Task directions: Type out the data again, word for word and in full.

(Beginning of Available data)

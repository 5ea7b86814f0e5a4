//! trialsift - Quality-control pipeline for online behavioral-experiment data
//!
//! trialsift turns the raw submissions of an online study into a clean
//! analysis dataset through a deterministic pipeline: store load → trial
//! flattening → table assembly → participant exclusion filters (screen size,
//! engagement self-report, response reliability) → delimited exports. A
//! companion aggregator averages per-stimulus embedding vectors by response
//! category.
//!
//! The flattening stage enforces one invariant throughout: identifier-like
//! values (the `seed` field, numbers above 10^12, long digit strings) stay
//! exact text and never take a float round-trip.

pub mod embedding;
pub mod error;
pub mod export;
pub mod filters;
pub mod flatten;
pub mod pipeline;
pub mod store;
pub mod table;
pub mod types;

pub use embedding::{
    average_embeddings, CategoryMap, CategoryRules, DirEmbeddingStore, EmbeddingStore,
    ParticipantEmbedding, ResponseCategory,
};
pub use error::PipelineError;
pub use filters::reliability::{ReliabilityPolicy, ScoreThreshold};
pub use pipeline::{run_quality_control, QcConfig, QcPipeline, RunSummary, StageReport};
pub use store::{StudyStore, TableDump};
pub use table::Table;
pub use types::{RawRow, TrialRecord, TrialValue};

/// Crate version reported at the start of every run.
pub const TRIALSIFT_VERSION: &str = env!("CARGO_PKG_VERSION");
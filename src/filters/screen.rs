//! Screen-size filter
//!
//! A participant passes when at least one of their fullscreen-check trials
//! reports a display of at least 800×600. Participants with no usable
//! fullscreen-check trial are excluded. Re-applying the filter to its own
//! output changes nothing.

use crate::table::Table;
use std::collections::HashSet;
use tracing::info;

/// Trial-type marker of the fullscreen check.
pub const FULLSCREEN_TRIAL_TYPE: &str = "fullscreen";

/// Minimum acceptable display width, in pixels.
pub const MIN_SCREEN_WIDTH: f64 = 800.0;
/// Minimum acceptable display height, in pixels.
pub const MIN_SCREEN_HEIGHT: f64 = 600.0;

/// Restrict the table to participants with an adequate display.
pub fn apply(table: &Table) -> Table {
    let passed = passing_participants(table);
    let filtered = table.restrict_to(&passed);
    info!(
        "screen-size filter: {} -> {} rows, {} participants pass",
        table.len(),
        filtered.len(),
        passed.len()
    );
    filtered
}

/// Participants with at least one fullscreen-check row meeting the minimum.
///
/// Width and height are coerced on read; a row where either is missing or
/// non-numeric drops out of consideration without affecting other rows.
fn passing_participants(table: &Table) -> HashSet<String> {
    let mut passed = HashSet::new();
    for row in 0..table.len() {
        let is_check = table
            .value(row, "trial_type")
            .and_then(|v| v.as_str())
            .is_some_and(|t| t == FULLSCREEN_TRIAL_TYPE);
        if !is_check {
            continue;
        }
        let width = table.value(row, "screen_width").and_then(|v| v.as_f64());
        let height = table.value(row, "screen_height").and_then(|v| v.as_f64());
        if let (Some(w), Some(h)) = (width, height) {
            if w >= MIN_SCREEN_WIDTH && h >= MIN_SCREEN_HEIGHT {
                if let Some(id) = table.participant_of(row) {
                    passed.insert(id.to_string());
                }
            }
        }
    }
    passed
}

(End of Available data)

Response for this exercise:
repository 5ea7b86814f0e5a4
//! trialsift - Quality-control pipeline for online behavioral-experiment data
//!
//! trialsift turns the raw submissions of an online study into a clean
//! analysis dataset through a deterministic pipeline: store load → trial
//! flattening → table assembly → participant exclusion filters (screen size,
//! engagement self-report, response reliability) → delimited exports. A
//! companion aggregator averages per-stimulus embedding vectors by response
//! category.
//!
//! The flattening stage enforces one invariant throughout: identifier-like
//! values (the `seed` field, numbers above 10^12, long digit strings) stay
//! exact text and never take a float round-trip.

pub mod embedding;
pub mod error;
pub mod export;
pub mod filters;
pub mod flatten;
pub mod pipeline;
pub mod store;
pub mod table;
pub mod types;

pub use embedding::{
    average_embeddings, CategoryMap, CategoryRules, DirEmbeddingStore, EmbeddingStore,
    ParticipantEmbedding, ResponseCategory,
};
pub use error::PipelineError;
pub use filters::reliability::{ReliabilityPolicy, ScoreThreshold};
pub use pipeline::{run_quality_control, QcConfig, QcPipeline, RunSummary, StageReport};
pub use store::{StudyStore, TableDump};
pub use table::Table;
pub use types::{RawRow, TrialRecord, TrialValue};

/// Crate version reported at the start of every run.
pub const TRIALSIFT_VERSION: &str = env!("CARGO_PKG_VERSION");
filename src/filters/screen.rs
//! Screen-size filter
//!
//! A participant passes when at least one of their fullscreen-check trials
//! reports a display of at least 800×600. Participants with no usable
//! fullscreen-check trial are excluded. Re-applying the filter to its own
//! output changes nothing.

use crate::table::Table;
use std::collections::HashSet;
use tracing::info;

/// Trial-type marker of the fullscreen check.
pub const FULLSCREEN_TRIAL_TYPE: &str = "fullscreen";

/// Minimum acceptable display width, in pixels.
pub const MIN_SCREEN_WIDTH: f64 = 800.0;
/// Minimum acceptable display height, in pixels.
pub const MIN_SCREEN_HEIGHT: f64 = 600.0;

/// Restrict the table to participants with an adequate display.
pub fn apply(table: &Table) -> Table {
    let passed = passing_participants(table);
    let filtered = table.restrict_to(&passed);
    info!(
        "screen-size filter: {} -> {} rows, {} participants pass",
        table.len(),
        filtered.len(),
        passed.len()
    );
    filtered
}

/// Participants with at least one fullscreen-check row meeting the minimum.
///
/// Width and height are coerced on read; a row where either is missing or
/// non-numeric drops out of consideration without affecting other rows.
fn passing_participants(table: &Table) -> HashSet<String> {
    let mut passed = HashSet::new();
    for row in 0..table.len() {
        let is_check = table
            .value(row, "trial_type")
            .and_then(|v| v.as_str())
            .is_some_and(|t| t == FULLSCREEN_TRIAL_TYPE);
        if !is_check {
            continue;
        }
        let width = table.value(row, "screen_width").and_then(|v| v.as_f64());
        let height = table.value(row, "screen_height").and_then(|v| v.as_f64());
        if let (Some(w), Some(h)) = (width, height) {
            if w >= MIN_SCREEN_WIDTH && h >= MIN_SCREEN_HEIGHT {
                if let Some(id) = table.participant_of(row) {
                    passed.insert(id.to_string());
                }
            }
        }
    }
    passed
}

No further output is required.